What might make good menu reading like corn puddings and roasted pork will have to be replaced by a mystery basket of sorts as we approach the deadline for placing our orders with the market. Of course, both parties are highly adaptable. You really can’t occupy the space of farmer or cook if you can’t adapt. And we will have food of the best quality available with which to build a wonderfully enticing menu to dine on.
That brings me to the second element that desperately needs to materialize: you, the consumer. As always, the show is just rehearsal without a paying audience, and we should be able to rely on the same informed and involved clientele that frequents the market every weekend.
I must confess that last year we were undercut somewhat by a torrential rain that soaked Lexington an hour before the start of dinner. Although the sun was out by the actual start time, the audience was already lost.
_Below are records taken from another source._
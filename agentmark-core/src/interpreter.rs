//! Response interpreter — recovers structured facts from the agent's
//! free-text output.
//!
//! The agent's phrasing is not controlled by this harness, so both
//! extractors are deliberately permissive multi-stage cascades: function
//! extraction unions the hits of every stage (high recall, accepted
//! false-positive risk), while result extraction stops at the first stage
//! that produces a value. Every stage is a pure function over the text and
//! is unit-tested with literal fixtures.

use regex::Regex;
use std::sync::LazyLock;
use tracing::debug;

use crate::types::ExtractedValue;

/// The fixed vocabulary of functions the tool server exposes. Extraction
/// hits outside this list are discarded.
pub const KNOWN_FUNCTIONS: &[&str] = &[
    "prime_factorization",
    "sum",
    "multiply",
    "divide",
    "power",
    "factorial",
    "gcd",
    "lcm",
    "is_prime",
    "square_root",
    "abs",
    "modulo",
    "max",
    "min",
    "average",
];

/// Topic vocabulary that implies a function was used even when the agent
/// never names it. Japanese terms come first because the fixture corpus is
/// predominantly Japanese.
const TOPIC_HINTS: &[(&str, &[&str])] = &[
    ("prime_factorization", &["素因数分解", "prime", "factorization", "因数"]),
    ("sum", &["合計", "総和", "sum", "足し", "加算"]),
    ("gcd", &["最大公約数", "gcd", "公約数"]),
    ("lcm", &["最小公倍数", "lcm", "公倍数"]),
    ("factorial", &["階乗", "factorial"]),
];

static INVOKE_MARKER: LazyLock<Regex> =
    LazyLock::new(|| Regex::new(r"(?i)Invoking:\s*`([^`]+)`").expect("valid regex"));

static CALL_SHAPES: LazyLock<Vec<Regex>> = LazyLock::new(|| {
    [
        r"calling\s+(\w+)",
        r"execute\s+(\w+)",
        r"using\s+(\w+)",
        r"(\w+)\s*\(",
    ]
    .iter()
    .map(|p| Regex::new(p).expect("valid regex"))
    .collect()
});

/// Extract the set of function names the agent appears to have invoked.
///
/// Hits are lower-cased, filtered against [`KNOWN_FUNCTIONS`], and
/// de-duplicated preserving first-seen order.
pub fn extract_functions(text: &str) -> Vec<String> {
    let mut found: Vec<String> = Vec::new();
    let lower = text.to_lowercase();

    // Stage 1: explicit invocation markers.
    for cap in INVOKE_MARKER.captures_iter(text) {
        record_hit(&mut found, &cap[1], "invocation marker");
    }

    // Stage 2: topic inference from response content.
    for (func, keywords) in TOPIC_HINTS {
        if keywords.iter().any(|k| lower.contains(k)) {
            record_hit(&mut found, func, "topic inference");
        }
    }

    // Stage 3: literal vocabulary presence.
    for name in KNOWN_FUNCTIONS {
        if lower.contains(name) {
            record_hit(&mut found, name, "literal match");
        }
    }

    // Stage 4: generic call-shaped patterns.
    for shape in CALL_SHAPES.iter() {
        for cap in shape.captures_iter(&lower) {
            record_hit(&mut found, &cap[1], "call shape");
        }
    }

    debug!(functions = ?found, "function extraction complete");
    found
}

fn record_hit(found: &mut Vec<String>, raw: &str, stage: &str) {
    let name = raw.to_lowercase();
    if !KNOWN_FUNCTIONS.contains(&name.as_str()) {
        return;
    }
    if !found.contains(&name) {
        debug!(%name, stage, "function hit");
        found.push(name);
    }
}

/// Extract a canonical numeric or list result from the response.
///
/// Stages run in strict priority order; the first one to produce a value
/// wins. Returns `None` only when no stage matches.
pub fn extract_result(text: &str) -> Option<ExtractedValue> {
    let stages: &[(&str, fn(&str) -> Option<ExtractedValue>)] = &[
        ("invocation output", from_invocation_output),
        ("phrase template", from_phrase_template),
        ("multiplicative expression", from_multiplication),
        ("comma sequence", from_comma_sequence),
        ("bracketed sequence", from_bracketed_sequence),
        ("trailing desu phrase", from_trailing_phrase),
        ("first standalone integer", from_first_integer),
    ];

    for (label, stage) in stages {
        if let Some(value) = stage(text) {
            debug!(stage = label, %value, "result extraction hit");
            return Some(value);
        }
    }
    debug!("result extraction found nothing");
    None
}

static SCALAR: LazyLock<Regex> =
    LazyLock::new(|| Regex::new(r"^-?[0-9]+(?:\.[0-9]+)?$").expect("valid regex"));

/// Parse a bare integer or decimal literal. Rejects exponents and anything
/// with surrounding text, matching the strictness of the original parser.
fn parse_scalar(s: &str) -> Option<ExtractedValue> {
    if !SCALAR.is_match(s) {
        return None;
    }
    if s.contains('.') {
        s.parse::<f64>().ok().map(ExtractedValue::Float)
    } else {
        s.parse::<i64>().ok().map(ExtractedValue::Int)
    }
}

/// Parse `[3, 3, 11]`-style literals into an integer list.
fn parse_bracketed_list(s: &str) -> Option<ExtractedValue> {
    let inner = s.strip_prefix('[')?.strip_suffix(']')?;
    let items: Vec<&str> = inner.split(',').map(str::trim).filter(|p| !p.is_empty()).collect();
    if items.is_empty() {
        return None;
    }
    let mut numbers = Vec::with_capacity(items.len());
    for item in items {
        numbers.push(item.parse::<i64>().ok()?);
    }
    Some(ExtractedValue::List(numbers))
}

static INVOKE_OUTPUT: LazyLock<Vec<Regex>> = LazyLock::new(|| {
    [
        r"Invoking:\s*`[^`]+`\s*with\s*[^\n]*\n\n([^\n]+)",
        r"`[^`]+`\s*with\s*[^\n]*\n\n([^\n]+)",
    ]
    .iter()
    .map(|p| Regex::new(p).expect("valid regex"))
    .collect()
});

/// Stage (a): the line immediately following an invocation-and-arguments
/// marker is the tool's own output and is the most reliable source.
fn from_invocation_output(text: &str) -> Option<ExtractedValue> {
    for pattern in INVOKE_OUTPUT.iter() {
        for cap in pattern.captures_iter(text) {
            let candidate = cap[1].trim();
            if candidate.starts_with('[') && candidate.ends_with(']') {
                if let Some(list) = parse_bracketed_list(candidate) {
                    return Some(list);
                }
                continue;
            }
            if let Some(scalar) = parse_scalar(candidate) {
                return Some(scalar);
            }
        }
    }
    None
}

static PHRASE_TEMPLATES: LazyLock<Vec<Regex>> = LazyLock::new(|| {
    [
        r"総和は\s*([0-9]+)",
        r"合計は\s*([0-9]+)",
        r"最大公約数は\s*([0-9]+)",
        r"最小公倍数は\s*([0-9]+)",
        r"結果は\s*([0-9]+)",
        r"答えは\s*([0-9]+)",
        r"(?i)(?:sum|total|gcd|lcm|result|answer)\s+is\s+(-?[0-9]+(?:\.[0-9]+)?)",
    ]
    .iter()
    .map(|p| Regex::new(p).expect("valid regex"))
    .collect()
});

/// Stage (b): phrase templates binding a number to a named concept, in
/// both Japanese ("合計は21") and English ("the sum is 21") forms.
fn from_phrase_template(text: &str) -> Option<ExtractedValue> {
    for pattern in PHRASE_TEMPLATES.iter() {
        if let Some(cap) = pattern.captures(text) {
            if let Some(scalar) = parse_scalar(&cap[1]) {
                return Some(scalar);
            }
        }
    }
    None
}

static MULTIPLICATIONS: LazyLock<Vec<Regex>> = LazyLock::new(|| {
    [
        r"([0-9]+)\s*×\s*([0-9]+)\s*×\s*([0-9]+)",
        r"([0-9]+)\s*×\s*([0-9]+)",
        r"([0-9]+)\s*\*\s*([0-9]+)\s*\*\s*([0-9]+)",
    ]
    .iter()
    .map(|p| Regex::new(p).expect("valid regex"))
    .collect()
});

/// Stage (c): factorization answers written as products, e.g. "3 × 3 × 11".
fn from_multiplication(text: &str) -> Option<ExtractedValue> {
    for pattern in MULTIPLICATIONS.iter() {
        if let Some(cap) = pattern.captures(text) {
            let mut factors = Vec::new();
            for group in cap.iter().skip(1).flatten() {
                factors.push(group.as_str().parse::<i64>().ok()?);
            }
            return Some(ExtractedValue::List(factors));
        }
    }
    None
}

static COMMA_GROUPS: LazyLock<Vec<Regex>> = LazyLock::new(|| {
    [
        r"([0-9]+),\s*([0-9]+),\s*([0-9]+)",
        r"([0-9]+),\s*([0-9]+)",
    ]
    .iter()
    .map(|p| Regex::new(p).expect("valid regex"))
    .collect()
});

static FACTOR_RUNS: LazyLock<Vec<Regex>> = LazyLock::new(|| {
    [r"因数.*?([0-9,\s]+)", r"素因数.*?([0-9,\s×]+)"]
        .iter()
        .map(|p| Regex::new(p).expect("valid regex"))
        .collect()
});

/// Stage (d): comma-separated sequences, including number runs introduced
/// by factorization vocabulary ("因数は 2, 2, 3, 5").
fn from_comma_sequence(text: &str) -> Option<ExtractedValue> {
    for pattern in COMMA_GROUPS.iter() {
        if let Some(cap) = pattern.captures(text) {
            let mut numbers = Vec::new();
            for group in cap.iter().skip(1).flatten() {
                numbers.push(group.as_str().parse::<i64>().ok()?);
            }
            return Some(ExtractedValue::List(numbers));
        }
    }

    for pattern in FACTOR_RUNS.iter() {
        if let Some(cap) = pattern.captures(text) {
            let run = cap[1].replace('×', ",");
            let numbers: Vec<i64> = run
                .split(',')
                .filter_map(|part| part.trim().parse::<i64>().ok())
                .collect();
            if numbers.len() > 1 {
                return Some(ExtractedValue::List(numbers));
            }
        }
    }
    None
}

static BRACKET_RUNS: LazyLock<Vec<Regex>> = LazyLock::new(|| {
    [r"\[([0-9.,\s]+)\]", r"\(([0-9.,\s]+)\)"]
        .iter()
        .map(|p| Regex::new(p).expect("valid regex"))
        .collect()
});

/// Stage (e): bracket- or paren-enclosed literal sequences.
fn from_bracketed_sequence(text: &str) -> Option<ExtractedValue> {
    for pattern in BRACKET_RUNS.iter() {
        if let Some(cap) = pattern.captures(text) {
            let items: Vec<&str> = cap[1].split(',').map(str::trim).filter(|p| !p.is_empty()).collect();
            if items.is_empty() {
                continue;
            }
            let mut numbers = Vec::with_capacity(items.len());
            // Integer items only: list expectations are factor lists, so a
            // sequence with floats is left for the later scalar stages.
            let mut all_ints = true;
            for item in &items {
                match item.parse::<i64>() {
                    Ok(n) => numbers.push(n),
                    Err(_) => {
                        all_ints = false;
                        break;
                    }
                }
            }
            if all_ints {
                return Some(ExtractedValue::List(numbers));
            }
        }
    }
    None
}

static TRAILING_DESU: LazyLock<Regex> =
    LazyLock::new(|| Regex::new(r"([0-9]+)\s*です").expect("valid regex"));

/// Stage (f): generic Japanese trailing-number phrase "... 21 です".
fn from_trailing_phrase(text: &str) -> Option<ExtractedValue> {
    TRAILING_DESU
        .captures(text)
        .and_then(|cap| cap[1].parse::<i64>().ok())
        .map(ExtractedValue::Int)
}

static FIRST_INTEGER: LazyLock<Regex> =
    LazyLock::new(|| Regex::new(r"\b([0-9]+)\b").expect("valid regex"));

/// Stage (g): last resort, the first standalone integer anywhere.
fn from_first_integer(text: &str) -> Option<ExtractedValue> {
    FIRST_INTEGER
        .captures(text)
        .and_then(|cap| cap[1].parse::<i64>().ok())
        .map(ExtractedValue::Int)
}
The silver lining was that the excess food (and there was a lot) did not go to waste, but rather fed several food banks in the city for several days. Disheartening, discouraging even, it was not enough to put us off this year. When the project was offered it was accepted, and as we plan again for this year’s dinner we hope you all plan to join us!
Finally, we can only hope for the best when it comes to all the little details falling into place at the same time, in the same place, with the same level of involvement by farmer, cook and patron alike. Dinner parties are never a breeze, dinner outside in 90-degree weather is problematic at best, and the ability to pull it all together always relies on intangibles. Obviously, the least amount of those intangibles becomes the best-case scenario and the aim of everyone involved. So offer an opinion along with your involvement. It makes the project more approachable and, in the end, possible when all the information, good and bad, harsh and gratifying, is on the table.

John Foster is an executive chef who heads the culinary program at Sullivan University’s Lexington campus. A New York native, Chef Foster has been active in the Lexington culinary scene for more than 20 years. The French Culinary Institute-trained chef has been an executive chef, including at the popular Dudley’s Restaurant, and a restaurant owner.